Instructions for the task: Would you transcribe the line that holds "and executed as", plus every line beneath it through the end of the data, exactly and with nothing added?

Input data:
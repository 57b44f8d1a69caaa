//! Synchronous client core for the Stack Exchange 2.2 API.
//!
//! # Overview
//! Endpoints are looked up by semantic path in an immutable registry
//! (`questions.by_id.answers.all`), turned into URLs by filling their
//! `{placeholders}` and appending non-default parameters, and executed as
//! plain-data `HttpRequest` values (host-does-IO pattern).
//!
//! # Design
//! - `EndpointRegistry` is built once from the literal catalogue in
//!   `endpoints` and is read-only afterwards.
//! - `StackExchangeClient` is stateless: `build_*` produces a request and
//!   `parse_*` consumes a response.
//! - `StackExchange` pairs the client with a blocking `Transport` for
//!   callers who want the round trip done for them.
//!
//! ```no_run
//! use stackexchange_core::{QueryParameters, StackExchange, ClientConfig};
//!
//! let se = StackExchange::new(&ClientConfig::default());
//! let params = QueryParameters::new().with("ids", vec![11227809]).with("site", "stackoverflow");
//! let answers = se.query_path(&["questions", "by_id", "answers", "all"], &params)?;
//! # Ok::<(), stackexchange_core::ApiError>(())
//! ```

pub mod client;
pub mod config;
pub mod endpoints;
pub mod error;
pub mod http;
pub mod params;
pub mod query;
pub mod registry;
pub mod session;
pub mod transport;
pub mod types;

pub use client::StackExchangeClient;
pub use config::{ClientConfig, API_BASE_URL};
pub use error::ApiError;
pub use http::{HttpMethod, HttpRequest, HttpResponse};
pub use params::{DefaultParameters, ParamValue, QueryParameters};
pub use query::build_url;
pub use registry::{EndpointRegistry, EndpointTemplate};
pub use session::StackExchange;
pub use transport::{Transport, UreqTransport};
pub use types::{BaseFilter, FilterRequest, QuestionsQuery};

Reply:
//! `{placeholders}` and appending non-default parameters, and executed as
//! plain-data `HttpRequest` values (host-does-IO pattern).
//!
//! # Design
//! - `EndpointRegistry` is built once from the literal catalogue in
//!   `endpoints` and is read-only afterwards.
//! - `StackExchangeClient` is stateless: `build_*` produces a request and
//!   `parse_*` consumes a response.
//! - `StackExchange` pairs the client with a blocking `Transport` for
//!   callers who want the round trip done for them.
//!
//! ```no_run
//! use stackexchange_core::{QueryParameters, StackExchange, ClientConfig};
//!
//! let se = StackExchange::new(&ClientConfig::default());
//! let params = QueryParameters::new().with("ids", vec![11227809]).with("site", "stackoverflow");
//! let answers = se.query_path(&["questions", "by_id", "answers", "all"], &params)?;
//! # Ok::<(), stackexchange_core::ApiError>(())
//! ```

pub mod client;
pub mod config;
pub mod endpoints;
pub mod error;
pub mod http;
pub mod params;
pub mod query;
pub mod registry;
pub mod session;
pub mod transport;
pub mod types;

pub use client::StackExchangeClient;
pub use config::{ClientConfig, API_BASE_URL};
pub use error::ApiError;
pub use http::{HttpMethod, HttpRequest, HttpResponse};
pub use params::{DefaultParameters, ParamValue, QueryParameters};
pub use query::build_url;
pub use registry::{EndpointRegistry, EndpointTemplate};
pub use session::StackExchange;
pub use transport::{Transport, UreqTransport};
pub use types::{BaseFilter, FilterRequest, QuestionsQuery};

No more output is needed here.